ただし、2002年3月からの設定来の年平均利回りは約4.8%。投資を始める時期がITバブル直後の株価が比較的高い時期か、リーマン・ショック直後の株価が暴落した時期かで、見かけ上の平均利回りは大きく変わってしまいます。
もっとも、先ほど説明したように、iDeCoのような積立投資では「値下がりしたときに多く買える」という特性があるので、株価が比較的高い時期に積立投資を始めたとしても、ITバブル崩壊やリーマン・ショックが絶好の買いどきになり、かなりの運用成果を得られたことが考えられます。

株式は短期的な値動きが大きいので、株式のみで運用するのは不安だという方は、債券なども含むバランスファンドで運用するという手もあります。その際に株式の割合が60%以上の商品を選べば、年平均5%前後の利益はじゅうぶんに期待できそうです。

ただ気をつけなければいけないのは、株式にせよ債券にせよ、値下がりして元本を下回る可能性があることです。たとえばiDeCoの運用期間を終える直前にリーマン・ショックのような金融危機が起きて、せっかくコツコツと増やしたお金を大きく減らした状態で運用期間が終わってしまっては目も当てられません。特に株式は値下がり幅が大きい傾向があるので、運用期間が残り少なくなってきたら、株式の一部を債券や元本確保型に移すなどして、万一の事態に備えておくことも必要かと思います。

「月額2万3000円」をどう捻出すべきか

このように、iDeCoで2000万円貯めることは決して夢物語ではありません。ただしそれは「月額2万3000円、年間27万6000円を30年間支払い続ける」という条件を満たした場合の話です。しかも30年間続けてようやく2000万円に届くかどうか。40歳を過ぎた方にとっては、退職までの残された時間で、iDeCoだけでじゅうぶんな資産を形成するのはかなり困難です。

そもそも、月額2万3000円という決して少なくないお金を、将来のためとはいえ支払える余裕があるのか、という問題があります。住宅ローンを抱える方や、子どもがいる家庭ならなおのこと。こうした現実が、金融庁の報告書が国民の反感を買った最大の理由だと思われます。
それでも、今後は公的年金制度に頼れないこと、95歳、100歳まで生きることを考えたらお金が足りなくなることは、残念ながら避けられない現実です。
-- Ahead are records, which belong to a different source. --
//! Cross-group conversion using ingredient-specific factors
//!
//! A clove of garlic has a weight and a cup of flour has a weight, but
//! neither follows from the unit alone. Bridging takes a single hop through
//! grams (or teaspoons, for sprigs) using factors supplied per ingredient.

use super::aliases::normalize_unit;
use super::registry::{ConvertedAmount, UnitGroup, UnitRegistry};
use crate::{LarderError, LarderResult};
use serde::{Deserialize, Serialize};
use std::collections::HashMap;

/// A generic `{fromUnit, toUnit, factor}` row: 1 `from_unit` = `factor` `to_unit`
#[derive(Debug, Clone, PartialEq, Serialize, Deserialize)]
#[serde(rename_all = "camelCase")]
pub struct ConversionFactor {
    pub from_unit: String,
    pub to_unit: String,
    pub factor: f64,
}

/// Bridging factors for one ingredient
#[derive(Debug, Clone, Default, PartialEq, Serialize, Deserialize)]
#[serde(rename_all = "camelCase")]
pub struct IngredientConversions {
    #[serde(default)]
    pub grams_per_count: Option<f64>,
    #[serde(default)]
    pub tsp_per_sprig: Option<f64>,
    #[serde(default)]
    pub grams_per_cup: Option<f64>,
    #[serde(default)]
    pub factors: Vec<ConversionFactor>,
}

/// Bridging factors keyed by ingredient id
pub type ConversionTable = HashMap<String, IngredientConversions>;

fn usable(factor: Option<f64>) -> Option<f64> {
    factor.filter(|f| f.is_finite() && *f > 0.0)
}

/// Unit registry plus the per-ingredient bridging data
#[derive(Debug, Clone, Default)]
pub struct Converter {
    registry: UnitRegistry,
    conversions: ConversionTable,
}

impl Converter {
    pub fn new(registry: UnitRegistry, conversions: ConversionTable) -> Self {
        Self {
            registry,
            conversions,
        }
    }

    /// Standard units with no ingredient data
    pub fn standard() -> Self {
        Self::default()
    }

    pub fn with_conversions(mut self, conversions: ConversionTable) -> Self {
        self.conversions = conversions;
        self
    }

    /// Load a conversion table from JSON and add it to this converter
    pub fn load_conversions_json(&mut self, json: &str, source_id: &str) -> LarderResult<usize> {
        let table: ConversionTable =
            serde_json::from_str(json).map_err(|e| LarderError::parse(&e, source_id, json))?;
        let count = table.len();
        self.conversions.extend(table);
        Ok(count)
    }

    pub fn registry(&self) -> &UnitRegistry {
        &self.registry
    }

    pub fn conversions_for(&self, ingredient_id: &str) -> Option<&IngredientConversions> {
        self.conversions.get(ingredient_id)
    }

    /// Same-group conversion only
    pub fn convert_unit_amount(
        &self,
        amount: f64,
        from: &str,
        to: &str,
    ) -> Option<ConvertedAmount> {
        self.registry.convert_unit_amount(amount, from, to)
    }

    /// Convert with ingredient bridging as a fallback
    ///
    /// Tries a direct same-group conversion first, then the ingredient's
    /// generic factor rows, then the gram/teaspoon bridges. Missing or
    /// unusable factors fail the conversion; no default factor is assumed.
    pub fn convert_for_ingredient(
        &self,
        amount: f64,
        from: &str,
        to: &str,
        ingredient_id: &str,
    ) -> Option<ConvertedAmount> {
        if let Some(direct) = self.convert_unit_amount(amount, from, to) {
            return Some(direct);
        }
        let conversions = self.conversions_for(ingredient_id)?;
        self.via_factor_rows(amount, from, to, conversions)
            .or_else(|| self.via_bridges(amount, from, to, conversions))
    }

    fn via_factor_rows(
        &self,
        amount: f64,
        from: &str,
        to: &str,
        conversions: &IngredientConversions,
    ) -> Option<ConvertedAmount> {
        conversions.factors.iter().find_map(|row| {
            let factor = usable(Some(row.factor))?;
            let forward = || {
                let start = self.restate(amount, from, &row.from_unit)?;
                self.restate(start.amount * factor, &row.to_unit, to)
            };
            let reverse = || {
                let start = self.restate(amount, from, &row.to_unit)?;
                self.restate(start.amount / factor, &row.from_unit, to)
            };
            forward().or_else(reverse)
        })
    }

    /// Same-group conversion that also accepts a unit the registry lacks,
    /// as long as both sides name that same unit
    fn restate(&self, amount: f64, from: &str, to: &str) -> Option<ConvertedAmount> {
        let unit = normalize_unit(to);
        if amount.is_finite() && normalize_unit(from) == unit {
            return Some(ConvertedAmount { amount, unit });
        }
        self.convert_unit_amount(amount, from, to)
    }

    fn via_bridges(
        &self,
        amount: f64,
        from: &str,
        to: &str,
        conversions: &IngredientConversions,
    ) -> Option<ConvertedAmount> {
        let from_group = self.registry.group_of(from)?;
        let to_group = self.registry.group_of(to)?;
        let count_base = self.registry.base_unit(UnitGroup::Count)?;

        match (from_group, to_group) {
            (UnitGroup::Count, UnitGroup::Mass) => {
                let per_count = usable(conversions.grams_per_count)?;
                let count = self.convert_unit_amount(amount, from, count_base)?;
                self.convert_unit_amount(count.amount * per_count, "g", to)
            }
            (UnitGroup::Mass, UnitGroup::Count) => {
                let per_count = usable(conversions.grams_per_count)?;
                let grams = self.convert_unit_amount(amount, from, "g")?;
                self.convert_unit_amount(grams.amount / per_count, count_base, to)
            }
            (UnitGroup::Volume, UnitGroup::Mass) => {
                let per_cup = usable(conversions.grams_per_cup)?;
                let cups = self.convert_unit_amount(amount, from, "cup")?;
                self.convert_unit_amount(cups.amount * per_cup, "g", to)
            }
            (UnitGroup::Mass, UnitGroup::Volume) => {
                let per_cup = usable(conversions.grams_per_cup)?;
                let grams = self.convert_unit_amount(amount, from, "g")?;
                self.convert_unit_amount(grams.amount / per_cup, "cup", to)
            }
            (UnitGroup::Count, UnitGroup::Volume) => {
                let per_sprig = usable(conversions.tsp_per_sprig)?;
                let count = self.convert_unit_amount(amount, from, count_base)?;
                self.convert_unit_amount(count.amount * per_sprig, "tsp", to)
            }
            (UnitGroup::Volume, UnitGroup::Count) => {
                let per_sprig = usable(conversions.tsp_per_sprig)?;
                let tsp = self.convert_unit_amount(amount, from, "tsp")?;
                self.convert_unit_amount(tsp.amount / per_sprig, count_base, to)
            }
            _ => None,
        }
    }
}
マイホームのローンや子どもの教育費でたいへんなのに、「自助努力」と言われても……。

月2万3000円ということは、1日あたり800円弱。これをどうやって捻出すべきでしょうか。
収入を増やすか、支出を減らすか、そのいずれかしかありません。
日々の仕事がそこまで負担ではない方は、副業という方法が考えられます。
収入はそこそこあるけれど忙しいという方は、節約が現実的な手段になるでしょうか。昼食を質素にするとか、お酒の量を減らすとか、そうした地道な努力を積み重ねれば、必要なお金はどうにか作れそうです。

住宅ローンの繰り上げ返済を考えている方は、あえて返済せずに、そのお金を投資に回すという手が考えられます。ローンの利率より、投資信託などで運用したときの運用利回りが上回る可能性が高いためです。「借金して株を買う」みたいな状況は抵抗があるかもしれませんが、投資信託を通じて世界の株式や債券を買うことは、世界経済を支えることでもあるので、決して後ろめたいことではありません。

年金に関する話題が、今もニュースを賑わせています。政治家や役人の過敏な反応にまどわされることなく、きちんと現実を見据えて、私たちひとりひとりができる範囲の備えをすることが大切だと思います。